# Outline of Class 35: More Binary Representation

Held: Monday, April 6, 1998

• If you haven't done so already, read the handout on IEEE representation of real numbers.
• Start reading chapter 8 of Bailey.
• Any questions on assignment five?
• Today's brown-bag lunch is on The Design of C++. C++ is an object-oriented language with a syntax not unlike Javas, but with some very different design decisions. I encourage you to attend (but I won't be there due to a prior commitment).

## Representing Different Ranges

• One disadvantage of the three standard representations of signed integers (signed magnitude, one's complement, two's complement) is that all three support only a fixed range of values.
• In a biased representation of a range of integers, you select a bias (offset) and then (traditionally) use the standard positive-only representation.
• If the bias is b, you represent n using the positive-only representation of b+n.
• To represent the numbers from -1 to 254 in one byte, you use a bias of 1.
• To represent the numbers from -255 to 0 in one byte, you use a bias of 255.
• Alternately, you can think of a biased representation as taking the series of bits, computing the corresponding positive integer, and then subtracting the bias to determine the actual value represented.
• The most typical bias is 2^(m-1), where m is the number of bits used to represent the number.

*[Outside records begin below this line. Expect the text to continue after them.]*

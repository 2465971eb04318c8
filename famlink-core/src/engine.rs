//! The message store and sync engine.
//!
//! One ordered, append-mostly log per conversation with many independent
//! subscribers. `connect` hands out a [`ConversationFeed`]: an ordered
//! snapshot plus a live event stream, so a late subscriber sees the full
//! backlog in exactly the order every earlier subscriber saw it. Mutations
//! (`send`, `mark_delivered`, `mark_read`, `set_typing`) go through the
//! store and are republished to every feed.
//!
//! Typing indicators are liveness leases held in memory, never persisted.
//! The sweeper expires any lease that outlives the debounce window and
//! publishes the implicit `isTyping=false`, so an unclean client
//! disconnect cannot leave a stuck indicator.

use crate::config::TypingConfig;
use crate::error::{FeedError, FeedResult, SendError, SendResult};
use crate::events::EventBus;
use crate::pairing::PairingRegistry;
use crate::retry::{self, RetryPolicy};
use crate::store::{MessageDraft, MessageLog};
use dashmap::DashMap;
use famlink_types::{
    now_millis, ConversationId, DomainEvent, EpochMillis, FeedEvent, Message, MessageId,
    MessageKind, Relationship, Seq, StoreError, StoreResult, TypingState, UserId,
};
use std::sync::Arc;
use std::time::Duration;
use tokio::sync::broadcast;

/// Buffer size for per-conversation feed channels.
const FEED_CHANNEL_CAPACITY: usize = 256;

/// Message persistence plus live fan-out for conversations.
pub struct SyncEngine {
    log: Arc<dyn MessageLog>,
    registry: Arc<PairingRegistry>,
    bus: EventBus,
    retry: RetryPolicy,
    debounce_ms: u64,
    feeds: DashMap<ConversationId, broadcast::Sender<FeedEvent>>,
    typing: DashMap<(ConversationId, UserId), TypingState>,
}

impl SyncEngine {
    /// Create an engine over the given log. Conversations are resolved
    /// through the pairing registry; message arrivals are published on
    /// `bus`.
    pub fn new(
        log: Arc<dyn MessageLog>,
        registry: Arc<PairingRegistry>,
        bus: EventBus,
        typing: &TypingConfig,
        retry: RetryPolicy,
    ) -> Self {
        Self {
            log,
            registry,
            bus,
            retry,
            debounce_ms: typing.debounce_ms,
            feeds: DashMap::new(),
            typing: DashMap::new(),
        }
    }

    /// Subscribe to a conversation.
    ///
    /// The returned feed carries the full ordered history plus every
    /// subsequent event. Must be called before `send`/`set_typing` are
    /// meaningful for this peer; drop or [`ConversationFeed::disconnect`]
    /// to release the subscription.
    pub async fn connect(&self, conversation: &ConversationId) -> FeedResult<ConversationFeed> {
        self.resolve_active(conversation).await?;

        // Subscribe before snapshotting so nothing falls between the
        // two; the feed dedupes the overlap by sequence.
        let rx = self
            .feeds
            .entry(conversation.clone())
            .or_insert_with(|| broadcast::channel(FEED_CHANNEL_CAPACITY).0)
            .subscribe();
        let snapshot = self.log.snapshot(conversation).await?;
        let max_seen = snapshot.last().map(|m| m.seq).unwrap_or_else(Seq::zero);

        tracing::debug!(
            "feed connected: {} ({} messages in backlog)",
            conversation,
            snapshot.len()
        );

        Ok(ConversationFeed {
            conversation_id: conversation.clone(),
            snapshot,
            max_seen,
            rx: Some(rx),
        })
    }

    /// Append a message to a conversation.
    ///
    /// Fails or succeeds atomically: observers either see the stored
    /// message with its server-assigned ordering or nothing. Transient
    /// store failures are retried with bounded backoff here; terminal
    /// failure preserves the draft so the caller can re-trigger.
    pub async fn send(
        &self,
        conversation: &ConversationId,
        sender: &UserId,
        text: &str,
        kind: MessageKind,
    ) -> SendResult<Message> {
        if text.trim().is_empty() {
            return Err(SendError::EmptyText);
        }

        let relationship = self
            .resolve_active(conversation)
            .await
            .map_err(send_error_from_feed)?;
        let recipient = relationship
            .peer_of(sender)
            .ok_or(SendError::NotParticipant)?
            .clone();

        let draft = MessageDraft {
            conversation_id: conversation.clone(),
            sender_id: sender.clone(),
            text: text.to_string(),
            kind,
        };

        let appended = retry::with_backoff(&self.retry, || {
            let log = self.log.clone();
            let draft = draft.clone();
            async move { log.append(draft).await }
        })
        .await;

        let message = match appended {
            Ok(message) => message,
            Err((attempts, StoreError::Unavailable(reason))) => {
                return Err(SendError::RetriesExhausted {
                    attempts,
                    draft,
                    source: StoreError::Unavailable(reason),
                });
            }
            Err((_, e)) => return Err(SendError::Store(e)),
        };

        tracing::debug!(
            "message {} appended to {} at seq {}",
            message.id,
            conversation,
            message.seq
        );

        self.publish_feed(conversation, FeedEvent::Message(message.clone()));
        self.bus.publish(DomainEvent::MessagePosted {
            message: message.clone(),
            recipient,
        });

        Ok(message)
    }

    /// Record that the recipient's client received a message.
    ///
    /// Monotonic: a second call keeps the first timestamp.
    pub async fn mark_delivered(&self, id: &MessageId) -> StoreResult<Message> {
        let message = self.log.set_delivered(id, now_millis()).await?;
        self.publish_feed(
            &message.conversation_id,
            FeedEvent::MessageUpdated(message.clone()),
        );
        Ok(message)
    }

    /// Record that the recipient read a message.
    ///
    /// Setting read on an undelivered message is not an error; delivery
    /// is set implicitly first, so `read` always implies `delivered`.
    pub async fn mark_read(&self, id: &MessageId) -> StoreResult<Message> {
        let message = self.log.set_read(id, now_millis()).await?;
        self.publish_feed(
            &message.conversation_id,
            FeedEvent::MessageUpdated(message.clone()),
        );
        Ok(message)
    }

    /// Upsert a typing lease for a user in a conversation.
    ///
    /// `is_typing = true` must be renewed within the debounce window or
    /// the sweeper publishes the implicit stop. Each renewal resets the
    /// window.
    pub async fn set_typing(
        &self,
        conversation: &ConversationId,
        user: &UserId,
        is_typing: bool,
    ) -> FeedResult<()> {
        let relationship = self.resolve_active(conversation).await?;
        if relationship.peer_of(user).is_none() {
            return Err(FeedError::NotParticipant);
        }

        let state = TypingState {
            conversation_id: conversation.clone(),
            user_id: user.clone(),
            is_typing,
            updated_at: now_millis(),
        };

        let key = (conversation.clone(), user.clone());
        if is_typing {
            self.typing.insert(key, state.clone());
        } else {
            self.typing.remove(&key);
        }

        self.publish_feed(conversation, FeedEvent::Typing(state));
        Ok(())
    }

    /// Expire typing leases older than the debounce window at `now`.
    ///
    /// Publishes the implicit `isTyping=false` for each expired lease and
    /// returns them. Called by the sweeper task; exposed for direct use
    /// in tests and embedders with their own scheduling.
    pub fn sweep_typing(&self, now: EpochMillis) -> Vec<TypingState> {
        let debounce = self.debounce_ms;
        let stale: Vec<(ConversationId, UserId)> = self
            .typing
            .iter()
            .filter(|entry| now.saturating_sub(entry.value().updated_at) >= debounce)
            .map(|entry| entry.key().clone())
            .collect();

        let mut expired = Vec::new();
        for key in stale {
            // Re-check under the entry lock so a renewal that raced the
            // scan wins.
            let removed = self
                .typing
                .remove_if(&key, |_, state| {
                    now.saturating_sub(state.updated_at) >= debounce
                })
                .is_some();
            if removed {
                let state = TypingState {
                    conversation_id: key.0.clone(),
                    user_id: key.1.clone(),
                    is_typing: false,
                    updated_at: now,
                };
                self.publish_feed(&key.0, FeedEvent::Typing(state.clone()));
                expired.push(state);
            }
        }
        expired
    }

    /// Current unexpired typing leases for a conversation.
    pub fn typing_states(&self, conversation: &ConversationId) -> Vec<TypingState> {
        self.typing
            .iter()
            .filter(|entry| entry.key().0 == *conversation)
            .map(|entry| entry.value().clone())
            .collect()
    }

    async fn resolve_active(
        &self,
        conversation: &ConversationId,
    ) -> Result<Relationship, FeedError> {
        match self.registry.resolve_conversation(conversation).await {
            Ok(Some(relationship)) => Ok(relationship),
            Ok(None) => Err(FeedError::UnknownConversation),
            Err(crate::error::PairingError::Store(e)) => Err(FeedError::Store(e)),
            Err(_) => Err(FeedError::UnknownConversation),
        }
    }

    fn publish_feed(&self, conversation: &ConversationId, event: FeedEvent) {
        if let Some(tx) = self.feeds.get(conversation) {
            let _ = tx.send(event);
        }
    }
}

impl std::fmt::Debug for SyncEngine {
    fn fmt(&self, f: &mut std::fmt::Formatter<'_>) -> std::fmt::Result {
        f.debug_struct("SyncEngine")
            .field("debounce_ms", &self.debounce_ms)
            .field("feeds", &self.feeds.len())
            .field("typing_leases", &self.typing.len())
            .finish_non_exhaustive()
    }
}

fn send_error_from_feed(e: FeedError) -> SendError {
    match e {
        FeedError::UnknownConversation => SendError::UnknownConversation,
        FeedError::NotParticipant => SendError::NotParticipant,
        FeedError::Store(s) => SendError::Store(s),
    }
}

/// A live subscription to one conversation.
///
/// Holds the ordered backlog at connect time; [`next_event`] yields
/// everything after it, deduplicated by sequence across the
/// snapshot/stream boundary.
///
/// [`next_event`]: ConversationFeed::next_event
pub struct ConversationFeed {
    conversation_id: ConversationId,
    snapshot: Vec<Message>,
    max_seen: Seq,
    rx: Option<broadcast::Receiver<FeedEvent>>,
}

impl ConversationFeed {
    /// The conversation this feed observes.
    pub fn conversation_id(&self) -> &ConversationId {
        &self.conversation_id
    }

    /// The ordered message history as of connect.
    pub fn snapshot(&self) -> &[Message] {
        &self.snapshot
    }

    /// Await the next feed event.
    ///
    /// Returns `None` once disconnected. A subscriber that falls behind
    /// the channel buffer skips the missed events with a warning rather
    /// than failing the feed.
    pub async fn next_event(&mut self) -> Option<FeedEvent> {
        loop {
            let rx = self.rx.as_mut()?;
            match rx.recv().await {
                Ok(FeedEvent::Message(message)) => {
                    if message.seq <= self.max_seen {
                        continue; // already present in the snapshot
                    }
                    self.max_seen = message.seq;
                    return Some(FeedEvent::Message(message));
                }
                Ok(event) => return Some(event),
                Err(broadcast::error::RecvError::Lagged(missed)) => {
                    tracing::warn!(
                        "feed for {} lagged, skipped {} events",
                        self.conversation_id,
                        missed
                    );
                }
                Err(broadcast::error::RecvError::Closed) => {
                    self.rx = None;
                    return None;
                }
            }
        }
    }

    /// Release the subscription. Idempotent; further calls and further
    /// `next_event` polls are no-ops.
    pub fn disconnect(&mut self) {
        self.rx = None;
    }

    /// Whether the feed still receives live events.
    pub fn is_connected(&self) -> bool {
        self.rx.is_some()
    }
}

impl std::fmt::Debug for ConversationFeed {
    fn fmt(&self, f: &mut std::fmt::Formatter<'_>) -> std::fmt::Result {
        f.debug_struct("ConversationFeed")
            .field("conversation_id", &self.conversation_id)
            .field("snapshot_len", &self.snapshot.len())
            .field("connected", &self.is_connected())
            .finish()
    }
}

/// Spawn the typing lease sweeper.
///
/// Returns a handle that can be used to abort the task.
pub fn spawn_typing_sweeper(
    engine: Arc<SyncEngine>,
    interval: Duration,
) -> tokio::task::JoinHandle<()> {
    tokio::spawn(async move {
        tracing::info!("typing sweeper started (interval: {:?})", interval);
        let mut timer = tokio::time::interval(interval);

        loop {
            timer.tick().await;

            let expired = engine.sweep_typing(now_millis());
            if !expired.is_empty() {
                tracing::debug!("typing sweep: expired {} leases", expired.len());
            }
        }
    })
}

This is called excess 2^(m-1).
• For one byte, the bias is 128. This means that the smallest number we can represent is -128 and the largest is 127.

## Representing Characters in Binary

• In most computers, characters are represented as integers, using a mapping between integers and characters (and back again).
• For example, one might decide that 'A' was 66, 'B' was 67, and so on and so forth.
• In designing such a code, you need to consider how many possible characters you wish to allow. This helps you determine how many bits or bytes to allow per character.
• It turns out that there are fewer than 128 different characters available on the standard US keyboard. So, we might use seven bits (even expanded to eight bits for an even byte) to represent our characters.
• However, as we incorporate other languages or other symbols (such as the copyright or registered trademark signs), we may need more bits and bytes.
• At one point, each manufacturer had its own encoding. This made transmission of data between machines more complicated than it should be. These days, there are standards.
• The standard on most US-based computers is ASCII, the American Standard Code for Information Interchange. It uses eight bits per character. You can determine the ASCII encoding by typing `man ascii` on our HP's.
• At one time, IBM promoted EBCDIC (I have no idea what it stands for, perhaps "extended binary coding of diverse characters"; a reference tells me that it's "extended binary-coded decimal interchange code"). One interesting aspect of EBCDIC is that it doesn't code the characters in sequence (that is, it's not guaranteed that if "A" has code n, then "B" has code n+1).
• The big coding standard these days is Unicode. Java supports it, and it's huge. I'm happy if you know it exists (you don't need to know the details). Unicode uses two bytes per character.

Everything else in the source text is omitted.